On the other side of the coin, ‘ukulele virtuoso Eddie Kamae, who founded the Sons of Hawai‘i in 1960 and in the process helped spark the subsequent Hawaiian cultural renaissance, first made a name for himself in the late 1940s at Waikiki’s now-defunct Lau Yee Chai restaurant: As half of the duo ‘Ukulele Rascals, he honed an innovative picking style that was based in part on the playing of guitar legends Charlie Christian and Django Reinhardt. Kamae’s Sons of Hawai‘i bandmate Gabby Pahinui, arguably the most famous slack-key guitarist of all, once said he would have preferred to make his name playing jazz. And through it all there were the legendary Honolulu clubs: Places like the Brown Derby (once-upon-a-time host to Ella Fitzgerald, among others) and the Blue Note, Gibson’s Bar, Casino and The Breakers.

Those clubs are all long gone. Shoji is right: The pendulum swings, regular as a metronome.

Lewers Lounge at the Halekulani Hotel is an intimate venue, dark and elegant, all koa wood set in a Hawaiian motif. Up on stage, bassist Bruce Hamada and pianist Jim Howard project the air of cool sophisticates: Coats and ties, throwing out unpredictable interpretations of the chamber jazz canon—Gershwin, Berlin, Porter. At the moment, they’re midway through an inspired rendition of Rodgers and Hammerstein’s “My Favorite Things”—a song that, owing to Julie Andrews’ star turn in The Sound of Music, is readily recognizable to virtually any listener on the planet. At the same time, it’s a completely malleable tune—if you need proof, seek out John Coltrane’s ethereal, thirteen-plus-minute version, recorded circa 1961.

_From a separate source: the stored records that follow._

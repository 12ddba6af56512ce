//! Color reduction (quantization).
//!
//! Two palette-reduction strategies:
//!
//! - [`quantize_uniform`]: deterministic per-channel bit reduction to an
//!   8-bit RRRGGGBB layout (3 bits red, 3 green, 2 blue). No palette table.
//! - [`quantize_populosity`]: data-driven reduction. Colors are coarsened to
//!   5 bits per channel, the 256 most frequent coarse colors become the
//!   palette, and every pixel is remapped to its nearest palette entry.
//!
//! Both operate in place and never touch alpha.

use crate::image::{RasterImage, BYTES_PER_PIXEL};

/// Number of 15-bit histogram buckets (5 bits per channel).
const BUCKET_COUNT: usize = 1 << 15;

/// Palette size for populosity quantization.
const PALETTE_SIZE: usize = 256;

/// Reduce each pixel to 3/3/2 significant bits per channel.
///
/// R and G map to `round((v >> 5) * 255/7)`, B to `(v >> 6) * 85`, so the
/// output values span the full [0, 255] range at each bit depth.
pub fn quantize_uniform(image: &mut RasterImage) {
    for px in image.as_bytes_mut().chunks_exact_mut(BYTES_PER_PIXEL) {
        px[0] = ((px[0] >> 5) as f32 * (255.0 / 7.0)).round() as u8;
        px[1] = ((px[1] >> 5) as f32 * (255.0 / 7.0)).round() as u8;
        px[2] = (px[2] >> 6) * 85;
    }
}

/// Reduce the image to its 256 most popular coarse colors.
///
/// The histogram buckets colors by their top 5 bits per channel, packed as
/// `(r5 << 10) | (g5 << 5) | b5`. Buckets are ordered by descending count
/// with a stable sort, so equal-count buckets keep their ascending packed
/// index order -- the remap is therefore fully deterministic. Each pixel is
/// assigned the palette entry minimizing squared Euclidean distance in
/// normalized RGB (linear scan, first-found minimum wins ties).
pub fn quantize_populosity(image: &mut RasterImage) {
    // Coarse histogram over 32768 buckets.
    let mut histogram = vec![0u32; BUCKET_COUNT];
    for px in image.as_bytes().chunks_exact(BYTES_PER_PIXEL) {
        histogram[pack_key(px[0], px[1], px[2])] += 1;
    }

    let mut order: Vec<u16> = (0..BUCKET_COUNT as u32).map(|i| i as u16).collect();
    order.sort_by(|&a, &b| histogram[b as usize].cmp(&histogram[a as usize]));

    // Top 256 buckets, expanded to normalized RGB for distance comparison.
    let palette: Vec<(u16, [f32; 3])> = order[..PALETTE_SIZE]
        .iter()
        .map(|&key| {
            (
                key,
                [
                    ((key >> 10) & 0x1f) as f32 / 31.0,
                    ((key >> 5) & 0x1f) as f32 / 31.0,
                    (key & 0x1f) as f32 / 31.0,
                ],
            )
        })
        .collect();

    for px in image.as_bytes_mut().chunks_exact_mut(BYTES_PER_PIXEL) {
        let target = [
            px[0] as f32 / 255.0,
            px[1] as f32 / 255.0,
            px[2] as f32 / 255.0,
        ];

        let mut best = 0usize;
        let mut best_dist = f32::MAX;
        for (i, (_, color)) in palette.iter().enumerate() {
            let dist = (color[0] - target[0]).powi(2)
                + (color[1] - target[1]).powi(2)
                + (color[2] - target[2]).powi(2);
            if dist < best_dist {
                best_dist = dist;
                best = i;
            }
        }

        let key = palette[best].0;
        px[0] = (((key >> 10) & 0x1f) << 3) as u8;
        px[1] = (((key >> 5) & 0x1f) << 3) as u8;
        px[2] = ((key & 0x1f) << 3) as u8;
    }
}

/// Pack a color into its 15-bit histogram bucket.
#[inline]
fn pack_key(r: u8, g: u8, b: u8) -> usize {
    (((r >> 3) as usize) << 10) | (((g >> 3) as usize) << 5) | ((b >> 3) as usize)
}

#[cfg(test)]
mod tests {
    use super::*;
    use std::collections::HashSet;

    fn uniform_levels_rg() -> Vec<u8> {
        (0..8u32)
            .map(|k| (k as f32 * (255.0 / 7.0)).round() as u8)
            .collect()
    }

    #[test]
    fn test_uniform_output_levels() {
        let mut img = RasterImage::new(16, 16).unwrap();
        // Deterministic pseudo-gradient covering all byte values.
        for y in 0..16 {
            for x in 0..16 {
                let v = (y * 16 + x) as u8;
                img.set(x, y, [v, v.wrapping_mul(3), v.wrapping_mul(7), 255]);
            }
        }
        quantize_uniform(&mut img);

        let rg_levels: HashSet<u8> = uniform_levels_rg().into_iter().collect();
        let b_levels: HashSet<u8> = [0u8, 85, 170, 255].into_iter().collect();
        for y in 0..16 {
            for x in 0..16 {
                let [r, g, b, a] = img.get(x, y);
                assert!(rg_levels.contains(&r), "bad red level {}", r);
                assert!(rg_levels.contains(&g), "bad green level {}", g);
                assert!(b_levels.contains(&b), "bad blue level {}", b);
                assert_eq!(a, 255);
            }
        }
    }

    #[test]
    fn test_uniform_extremes_map_to_extremes() {
        let mut img = RasterImage::new(2, 1).unwrap();
        img.set(0, 0, [0, 0, 0, 255]);
        img.set(1, 0, [255, 255, 255, 255]);
        quantize_uniform(&mut img);
        assert_eq!(img.get(0, 0), [0, 0, 0, 255]);
        assert_eq!(img.get(1, 0), [255, 255, 255, 255]);
    }

    #[test]
    fn test_populosity_at_most_256_colors() {
        // Pseudo-random-ish image with far more than 256 coarse colors.
        let mut img = RasterImage::new(64, 64).unwrap();
        for y in 0..64u32 {
            for x in 0..64u32 {
                let r = ((x * 37 + y * 11) % 256) as u8;
                let g = ((x * 13 + y * 53) % 256) as u8;
                let b = ((x * 7 + y * 29) % 256) as u8;
                img.set(x, y, [r, g, b, 255]);
            }
        }
        quantize_populosity(&mut img);

        let mut colors = HashSet::new();
        for y in 0..64 {
            for x in 0..64 {
                let [r, g, b, _] = img.get(x, y);
                colors.insert((r, g, b));
            }
        }
        assert!(colors.len() <= 256, "got {} distinct colors", colors.len());
    }

    #[test]
    fn test_populosity_preserves_dominant_coarse_color() {
        // One dominant color plus a sprinkle of others: the dominant coarse
        // color must survive as itself (5-bit truncated, shifted back).
        let mut img = RasterImage::new(8, 8).unwrap();
        for y in 0..8 {
            for x in 0..8 {
                img.set(x, y, [200, 100, 50, 255]);
            }
        }
        img.set(0, 0, [10, 240, 90, 255]);
        quantize_populosity(&mut img);

        let expected = [(200u8 >> 3) << 3, (100u8 >> 3) << 3, (50u8 >> 3) << 3];
        let [r, g, b, a] = img.get(4, 4);
        assert_eq!([r, g, b], expected);
        assert_eq!(a, 255);
    }

    #[test]
    fn test_populosity_alpha_untouched() {
        let mut img = RasterImage::new(2, 2).unwrap();
        img.set(0, 0, [1, 2, 3, 77]);
        quantize_populosity(&mut img);
        assert_eq!(img.get(0, 0)[3], 77);
    }
}
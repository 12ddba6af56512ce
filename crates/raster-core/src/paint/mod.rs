//! Painterly rendering.
//!
//! Multi-pass stroke synthesis in the style of Hertzmann: a fixed ladder of
//! brush radii is applied coarsest-first, each pass laying jittered circular
//! strokes whose colors are averaged from a float snapshot of the *original*
//! image. The canvas starts white and each pass paints over the previous
//! one, so fine brushes progressively restore detail on top of the broad
//! underpainting.

use rand::seq::SliceRandom;
use rand::Rng;

use crate::image::{ChannelPlanes, RasterImage};

/// Brush radii applied in order, coarsest first.
pub const BRUSH_RADII: [u32; 5] = [100, 40, 10, 4, 2];

/// Jitter applied to each stroke's nominal radius.
const RADIUS_JITTER: std::ops::Range<f32> = 0.7..1.2;

/// Maximum per-axis center displacement, in pixels.
const CENTER_JITTER: i32 = 10;

/// A single circular brush stroke.
#[derive(Debug, Clone, Copy, PartialEq, Eq)]
pub struct Stroke {
    pub radius: u32,
    pub x: i32,
    pub y: i32,
    pub color: [u8; 4],
}

/// Repaint the image as layered brush strokes.
///
/// Stroke placement, radius jitter, and per-pass draw order all come from
/// `rng`, so a seeded generator reproduces the exact same painting.
pub fn painterly<R: Rng>(image: &mut RasterImage, rng: &mut R) {
    let reference = ChannelPlanes::from_image(image);
    let width = image.width() as i32;
    let height = image.height() as i32;

    for px in image.as_bytes_mut().chunks_exact_mut(4) {
        px[0] = 255;
        px[1] = 255;
        px[2] = 255;
    }

    for &brush in &BRUSH_RADII {
        let mut strokes = Vec::new();
        let step = brush as i32;
        let mut cy = step / 2;
        while cy < height {
            let mut cx = step / 2;
            while cx < width {
                // Draw order matters for reproducibility: radius factor
                // first, then x offset, then y offset.
                let radius = (brush as f32 * rng.gen_range(RADIUS_JITTER)) as u32;
                let x = cx + rng.gen_range(-CENTER_JITTER..=CENTER_JITTER);
                let y = cy + rng.gen_range(-CENTER_JITTER..=CENTER_JITTER);
                if let Some(color) = window_average(&reference, x, y, radius as i32) {
                    strokes.push(Stroke {
                        radius,
                        x,
                        y,
                        color,
                    });
                }
                cx += step;
            }
            cy += step;
        }

        strokes.shuffle(rng);
        for stroke in &strokes {
            paint_stroke(image, stroke);
        }
    }
}

/// Average reference color over a square window of half-width `radius`
/// centered at `(x, y)`, clamped to the image. Returns `None` when the
/// clamped window is empty (center too far outside the image).
fn window_average(
    reference: &ChannelPlanes,
    x: i32,
    y: i32,
    radius: i32,
) -> Option<[u8; 4]> {
    let width = reference.width() as i32;
    let height = reference.height() as i32;

    let x0 = (x - radius).max(0);
    let x1 = (x + radius).min(width - 1);
    let y0 = (y - radius).max(0);
    let y1 = (y + radius).min(height - 1);
    if x0 > x1 || y0 > y1 {
        return None;
    }

    let mut sums = [0.0f64; 3];
    for sy in y0..=y1 {
        for sx in x0..=x1 {
            for (c, sum) in sums.iter_mut().enumerate() {
                *sum += reference.get(sx as usize, sy as usize, c) as f64;
            }
        }
    }
    let count = ((x1 - x0 + 1) * (y1 - y0 + 1)) as f64;
    Some([
        (sums[0] / count * 255.0) as u8,
        (sums[1] / count * 255.0) as u8,
        (sums[2] / count * 255.0) as u8,
        255,
    ])
}

/// Render one stroke: an opaque disk of the stroke color, plus a one-pixel
/// ring at squared distance `radius^2 + 1` blended 50/50 with the canvas
/// (alpha included).
pub fn paint_stroke(image: &mut RasterImage, stroke: &Stroke) {
    let width = image.width() as i32;
    let height = image.height() as i32;
    let radius = stroke.radius as i32;
    let disk_sq = radius * radius;

    for dy in -radius..=radius {
        let py = stroke.y + dy;
        if py < 0 || py >= height {
            continue;
        }
        for dx in -radius..=radius {
            let px = stroke.x + dx;
            if px < 0 || px >= width {
                continue;
            }
            let dist_sq = dx * dx + dy * dy;
            if dist_sq <= disk_sq {
                image.set(px as u32, py as u32, stroke.color);
            } else if dist_sq == disk_sq + 1 {
                let old = image.get(px as u32, py as u32);
                let mut blended = [0u8; 4];
                for c in 0..4 {
                    blended[c] =
                        ((old[c] as u16 + stroke.color[c] as u16) / 2) as u8;
                }
                image.set(px as u32, py as u32, blended);
            }
        }
    }
}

In other words, it’s the kind of song that appeals to a broad listener base, while still allowing the musicians to do their thing—which is one secret of this duo’s success. Another is raw talent: Bruce and Jim have been playing at Lewers for more than fifteen years, during which time they’ve also worked with virtually every noteworthy local musician and shared the stage with legends like Frank Morgan, Ronnie Kuber, Ernie Watts and Stan Getz. Recently, Dianna Krall dropped by for an impromptu set.

Even so, the duo has seen its share of quiet nights in the lounge—even now, on this particular Wednesday, they started the evening playing to a young couple parked on a love seat, obviously way more into each other than whatever was going down on stage. Not the norm for these two, but it happens sometimes.

“We do acoustic jazz, we don’t use any synthesizers … no fusion,” says Bruce between sets, brushing the front of his suit. “And sometimes it’s hard to reach people who aren’t familiar with jazz—sometimes people get turned off by it, like they do classical or the opera … they feel intimidated by the music because they think they have to know theory.


 

 
Bassist Bruce Hamada and pianist Jim
Howard have been a mainstay at Lewers Lounge form more than fifteen years

now, purring their own spin on iconic
songs from the chamber jazz canon.

“My dad, also Bruce Hamada, is a well-known jazz drummer from the Islands—he was with the Royal Hawaiian Band. When I was a kid, he didn’t want me to be a musician because of the business, but it was better for my father’s generation than it is now—these days, it’s like we’re an endangered species.”

But when I ask why he doesn’t simply up and go to a place where audiences might be more generally tuned in, Bruce has a simple answer: Hawai‘i is home.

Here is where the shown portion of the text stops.